Jadi Bukan bagaimana dan dimana, tapi apa dan siapa. Sekalipun pesantren,
sekolah-sekolah Islam, ataupun universitas-universitas Islam, tidak menjamin
guru dan ilmu yang benar. Maka, disinilah peran orang tua. Sebab, tanggung
jawab pendidikan seorang anak, bukan pada sekolah dan pendidik bukan pada guru
semata. Ini bukan tentang seberapa banyak uang yang dikucurkan orang tua kepada
sekolah, tapi seberapa tega orang tua melepaskan tanggung jawabnya sebagai
pendidik utama bagi anak-anaknya.
Kalaupun sudah
berusaha dan tidak bisa, maka menurut Habib Ustman dalam kitabnya, “Adabul
Insan”, kewajiban orang tua menyerahkannya kepada guru yang baik (bukan
berarti harus sekolah). Inilah yang dilakukan Sultan Murad ketika
menyerahkan Sultan Muhammad Al-Fatih kepada 2 guru besar bernama Syaikh Ahmad
Al-Kurani dan Syaikh Aaq Syamsuddin. Sama halnya dengan hikayat dalam kitab
“Ta’limul Muta’allim”-nya Imam Az-Zarnuji tentang penyerahan anak Khalifah
Harun Al-Rasyid kepada seorang ulama besar bernama Al-Ashma’i, oleh Khalifah
sendiri untuk belajar ilmu dan adab.
Namun, hal itu
tidak membuatnya hilang pengawasan. Sebab, suatu saat, Al-Ashma’i ditegur oleh
Khalifah. Alasannya, adalah karena sang guru tidak menyuruh anaknya yang ketika
itu sedang menuangkan air dengan satu tangannya kepada gurunya untuk berwudhu,
“menggosok” kakinya. Itulah keteladan Harus Al-Rasyid sebagai orang tua
(disamping sebagai pemimpin) yang sangat menekankan dan memperhatikan penanaman
adab untuk anaknya.
Begitulah makna
pendidikan dalam Islam yang tidak bisa disamakan dengan sekolah. Inti
pendidikan adalah penanaman nilai.
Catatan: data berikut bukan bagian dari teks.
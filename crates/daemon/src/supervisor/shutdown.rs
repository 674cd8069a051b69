// SPDX-License-Identifier: BUSL-1.1
// Copyright (c) 2026 Alfred Jean LLC

//! Graceful then forced shutdown.
//!
//! `Running --signal--> ShuttingDown --signal | grace elapsed--> ForceKilled`.
//! A second signal exits non-zero; an expired grace period still exits 0.

use std::time::{Duration, Instant};

/// Exit code after a second signal.
pub const FORCED_EXIT_CODE: i32 = 130;

#[derive(Debug, Clone, Copy, PartialEq, Eq)]
pub enum ShutdownPhase {
    Running,
    ShuttingDown { deadline: Instant },
    ForceKilled,
}

#[derive(Debug, Clone, Copy, PartialEq, Eq)]
pub enum ShutdownAction {
    None,
    /// Send `shutdown` to every live child and wait for them.
    Broadcast { grace: Duration },
    /// Kill every child and exit with this code.
    KillAll { exit_code: i32 },
}

#[derive(Debug, Clone)]
pub struct ShutdownState {
    phase: ShutdownPhase,
    grace: Duration,
}

impl ShutdownState {
    pub fn new(grace: Duration) -> Self {
        Self { phase: ShutdownPhase::Running, grace }
    }

    pub fn phase(&self) -> ShutdownPhase {
        self.phase
    }

    pub fn is_running(&self) -> bool {
        self.phase == ShutdownPhase::Running
    }

    pub fn deadline(&self) -> Option<Instant> {
        match self.phase {
            ShutdownPhase::ShuttingDown { deadline } => Some(deadline),
            _ => None,
        }
    }

    pub fn on_signal(&mut self, now: Instant) -> ShutdownAction {
        match self.phase {
            ShutdownPhase::Running => {
                self.phase = ShutdownPhase::ShuttingDown { deadline: now + self.grace };
                ShutdownAction::Broadcast { grace: self.grace }
            }
            ShutdownPhase::ShuttingDown { .. } => {
                self.phase = ShutdownPhase::ForceKilled;
                ShutdownAction::KillAll { exit_code: FORCED_EXIT_CODE }
            }
            ShutdownPhase::ForceKilled => ShutdownAction::None,
        }
    }

    /// Grace period check; kills survivors once the deadline has passed.
    pub fn on_tick(&mut self, now: Instant) -> ShutdownAction {
        match self.phase {
            ShutdownPhase::ShuttingDown { deadline } if now >= deadline => {
                self.phase = ShutdownPhase::ForceKilled;
                ShutdownAction::KillAll { exit_code: 0 }
            }
            _ => ShutdownAction::None,
        }
    }

    /// Internal failure: skip the grace period.
    pub fn on_error(&mut self) -> ShutdownAction {
        if self.phase == ShutdownPhase::ForceKilled {
            return ShutdownAction::None;
        }
        self.phase = ShutdownPhase::ForceKilled;
        ShutdownAction::KillAll { exit_code: 1 }
    }
}

#[cfg(test)]
#[path = "shutdown_tests.rs"]
mod tests;
// SPDX-License-Identifier: BUSL-1.1
// Copyright (c) 2026 Alfred Jean LLC

//! Wire protocols for harvest processes.
//!
//! Two channels share one newline-delimited codec: prefix-tagged envelopes on
//! child stdio (supervisor routing) and typed JSON messages on the
//! backend/crawler socket.

// Allow panic!/unwrap/expect in test code
#![cfg_attr(test, allow(clippy::panic))]
#![cfg_attr(test, allow(clippy::unwrap_used))]
#![cfg_attr(test, allow(clippy::expect_used))]

mod codec;
mod frame;
mod message;
mod validate;

pub use codec::{
    read_json_line, write_json_line, write_line, LineReader, ProtocolError, DEFAULT_MAX_LINE_BYTES,
};
pub use frame::{
    encode_frame, kinds, parse_line, write_frame, Envelope, FrameReader, Line, Peer, ProcessName,
    Target, FRAME_PREFIX,
};
pub use message::{
    HeartbeatData, JobAssignmentData, JobCompletedData, JobFailedData, JobProgressData,
    JobRequestData, JobStartedData, JobsDiscoveredData, Message, MessageBody, MessageError,
    MessageKind, ShutdownData, SystemStatus, TokenRefreshRequestData, TokenRefreshResponseData,
    WireMessage,
};
pub use validate::{
    ValidationCategory, ValidationError, ValidationStats, Validator, ValidatorConfig,
};
// SPDX-License-Identifier: BUSL-1.1
// Copyright (c) 2026 Alfred Jean LLC

//! Restart policy for managed processes.

use serde::Deserialize;
use std::process::ExitStatus;
use std::time::Duration;

/// `backoff = min(base * 2^(restarts-1), max)`, up to `max_restarts`.
#[derive(Debug, Clone, Copy, PartialEq, Eq, Deserialize)]
#[serde(default, deny_unknown_fields)]
pub struct RestartPolicy {
    #[serde(rename = "base_ms", with = "millis")]
    pub base: Duration,
    #[serde(rename = "max_ms", with = "millis")]
    pub max: Duration,
    pub max_restarts: u32,
}

impl Default for RestartPolicy {
    fn default() -> Self {
        Self { base: Duration::from_millis(1000), max: Duration::from_millis(30_000), max_restarts: 20 }
    }
}

impl RestartPolicy {
    pub fn backoff(&self, restarts: u32) -> Duration {
        if restarts == 0 {
            return Duration::ZERO;
        }
        let factor = 1u32.checked_shl(restarts - 1).unwrap_or(u32::MAX);
        self.base.saturating_mul(factor).min(self.max)
    }
}

mod millis {
    use serde::{Deserialize, Deserializer};
    use std::time::Duration;

    pub fn deserialize<'de, D: Deserializer<'de>>(d: D) -> Result<Duration, D::Error> {
        u64::deserialize(d).map(Duration::from_millis)
    }
}

/// How a child process ended.
#[derive(Debug, Clone, Copy, PartialEq, Eq)]
pub enum ExitOutcome {
    /// Exit code 0, no signal.
    Clean,
    Code(i32),
    Signal(i32),
    /// The process could not be started at all.
    SpawnFailed,
}

impl ExitOutcome {
    pub fn from_status(status: ExitStatus) -> Self {
        use std::os::unix::process::ExitStatusExt;
        match (status.code(), status.signal()) {
            (Some(0), _) => ExitOutcome::Clean,
            (Some(code), _) => ExitOutcome::Code(code),
            (None, Some(signal)) => ExitOutcome::Signal(signal),
            (None, None) => ExitOutcome::Code(-1),
        }
    }
}

hv_core::simple_display! {
    ExitOutcome {
        Clean => "clean exit",
        Code(..) => "non-zero exit",
        Signal(..) => "killed by signal",
        SpawnFailed => "spawn failed",
    }
}

#[derive(Debug, Clone, Copy, PartialEq, Eq)]
pub enum RestartDecision {
    /// Clean exit: counter reset, process stays down.
    Stay,
    Restart { attempt: u32, delay: Duration },
    /// Past the ceiling; the process stays down for good.
    GiveUp { restarts: u32 },
}

/// Restart counter for one process.
#[derive(Debug, Clone, Default)]
pub struct RestartTracker {
    restarts: u32,
}

impl RestartTracker {
    pub fn restarts(&self) -> u32 {
        self.restarts
    }

    pub fn on_exit(&mut self, outcome: ExitOutcome, policy: &RestartPolicy) -> RestartDecision {
        if outcome == ExitOutcome::Clean {
            self.restarts = 0;
            return RestartDecision::Stay;
        }
        self.restarts = self.restarts.saturating_add(1);
        if self.restarts > policy.max_restarts {
            RestartDecision::GiveUp { restarts: self.restarts - 1 }
        } else {
            RestartDecision::Restart { attempt: self.restarts, delay: policy.backoff(self.restarts) }
        }
    }
}

#[cfg(test)]
#[path = "policy_tests.rs"]
mod tests;
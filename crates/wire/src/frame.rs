// SPDX-License-Identifier: BUSL-1.1
// Copyright (c) 2026 Alfred Jean LLC

//! Prefix-tagged IPC frames carried over child process stdio.
//!
//! Wire format: one line per frame, `@@HV-IPC@@ ` followed by a JSON
//! envelope `{source, target, type, payload}`. Lines without the prefix are
//! ordinary process output.

use serde::{Deserialize, Serialize};
use serde_json::Value;
use std::time::Duration;
use tokio::io::{AsyncRead, AsyncWrite};

use crate::codec::{write_line, LineReader, ProtocolError};
use crate::message::ShutdownData;

/// Marks a stdout line as an IPC frame.
pub const FRAME_PREFIX: &str = "@@HV-IPC@@";

/// Envelope types understood by the supervisor itself.
pub mod kinds {
    pub const READY: &str = "ready";
    pub const PING: &str = "ping";
    pub const PONG: &str = "pong";
    pub const SHUTDOWN: &str = "shutdown";
}

/// A managed child process.
#[derive(Debug, Clone, Copy, PartialEq, Eq, Hash, PartialOrd, Ord, Serialize, Deserialize)]
#[serde(rename_all = "snake_case")]
pub enum ProcessName {
    Crawler,
    Backend,
}

hv_core::simple_display! {
    ProcessName {
        Crawler => "crawler",
        Backend => "backend",
    }
}

impl ProcessName {
    pub const ALL: [ProcessName; 2] = [ProcessName::Crawler, ProcessName::Backend];
}

/// Sender of an envelope.
#[derive(Debug, Clone, Copy, PartialEq, Eq, Hash, Serialize, Deserialize)]
#[serde(rename_all = "snake_case")]
pub enum Peer {
    Supervisor,
    Crawler,
    Backend,
}

impl Peer {
    pub fn process(self) -> Option<ProcessName> {
        match self {
            Peer::Supervisor => None,
            Peer::Crawler => Some(ProcessName::Crawler),
            Peer::Backend => Some(ProcessName::Backend),
        }
    }
}

impl From<ProcessName> for Peer {
    fn from(name: ProcessName) -> Self {
        match name {
            ProcessName::Crawler => Peer::Crawler,
            ProcessName::Backend => Peer::Backend,
        }
    }
}

/// Recipient of an envelope.
#[derive(Debug, Clone, Copy, PartialEq, Eq, Hash, Serialize, Deserialize)]
#[serde(rename_all = "snake_case")]
pub enum Target {
    Supervisor,
    Broadcast,
    Crawler,
    Backend,
}

impl From<ProcessName> for Target {
    fn from(name: ProcessName) -> Self {
        match name {
            ProcessName::Crawler => Target::Crawler,
            ProcessName::Backend => Target::Backend,
        }
    }
}

#[derive(Debug, Clone, PartialEq, Serialize, Deserialize)]
pub struct Envelope {
    pub source: Peer,
    pub target: Target,
    #[serde(rename = "type")]
    pub kind: String,
    #[serde(default)]
    pub payload: Value,
}

impl Envelope {
    pub fn new(source: Peer, target: Target, kind: impl Into<String>, payload: Value) -> Self {
        Self { source, target, kind: kind.into(), payload }
    }

    /// Broadcast from the supervisor asking every child to stop.
    pub fn shutdown(grace: Duration) -> Self {
        let data = ShutdownData { timeout_seconds: grace.as_secs(), reason: None };
        Self::new(
            Peer::Supervisor,
            Target::Broadcast,
            kinds::SHUTDOWN,
            serde_json::to_value(data).unwrap_or(Value::Null),
        )
    }

    pub fn is(&self, kind: &str) -> bool {
        self.kind == kind
    }
}

/// Serialize an envelope as a prefixed line (without the newline).
pub fn encode_frame(envelope: &Envelope) -> Result<String, ProtocolError> {
    Ok(format!("{} {}", FRAME_PREFIX, serde_json::to_string(envelope)?))
}

/// Parse one stdout line. `Ok(None)` means the line is not a frame.
pub fn parse_line(line: &str) -> Result<Option<Envelope>, ProtocolError> {
    let line = line.trim_end_matches(&['\r', '\n'][..]);
    let Some(body) = line.strip_prefix(FRAME_PREFIX) else {
        return Ok(None);
    };
    Ok(Some(serde_json::from_str(body.trim_start())?))
}

/// One line read from a child process.
#[derive(Debug, Clone, PartialEq)]
pub enum Line {
    Frame(Envelope),
    /// Unprefixed output.
    Log(String),
    /// Prefixed but unparseable.
    Malformed { raw: String, error: String },
}

/// Reads frames and log lines from a process stream.
pub struct FrameReader<R> {
    lines: LineReader<R>,
}

impl<R: AsyncRead + Unpin> FrameReader<R> {
    pub fn new(reader: R) -> Self {
        Self { lines: LineReader::new(reader) }
    }

    /// Next line, or `None` at end of stream.
    ///
    /// Only I/O failures and oversized lines are returned as errors;
    /// a malformed frame is reported in-band so the read loop keeps going.
    pub async fn next(&mut self) -> Result<Option<Line>, ProtocolError> {
        let Some(raw) = self.lines.next_line().await? else {
            return Ok(None);
        };
        Ok(Some(match parse_line(&raw) {
            Ok(Some(envelope)) => Line::Frame(envelope),
            Ok(None) => Line::Log(raw),
            Err(e) => Line::Malformed { raw, error: e.to_string() },
        }))
    }
}

/// Write one frame line and flush.
pub async fn write_frame<W: AsyncWrite + Unpin>(
    writer: &mut W,
    envelope: &Envelope,
) -> Result<(), ProtocolError> {
    write_line(writer, &encode_frame(envelope)?).await
}

#[cfg(test)]
#[path = "frame_tests.rs"]
mod tests;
Pendidikan bukan tentang yang formal,
sehingga berapapun biayanya, rela dikeluarkan demi gengsi dan materi,
sebagaimana yang ditekankan Prof. Wan Mohd Nor Wan Daud dalam bukunya, “The
Educational Philosophy and Practice of Syed Muhammad Nauib Al-Attas”. Tempat
pendidikan bukan sebatas sekolah, tapi yang utama, adalah rumah. Pendidik utama
dan terbaik adalah orang tua. Maka, sudah saatnya pandemi ini dimanfaatkan
oleh seluruh orang tua. Yakni, bagaimana beperan menjadi seorang pendidik yang
memanfaatkan rumah sebagai tempat pendidikan.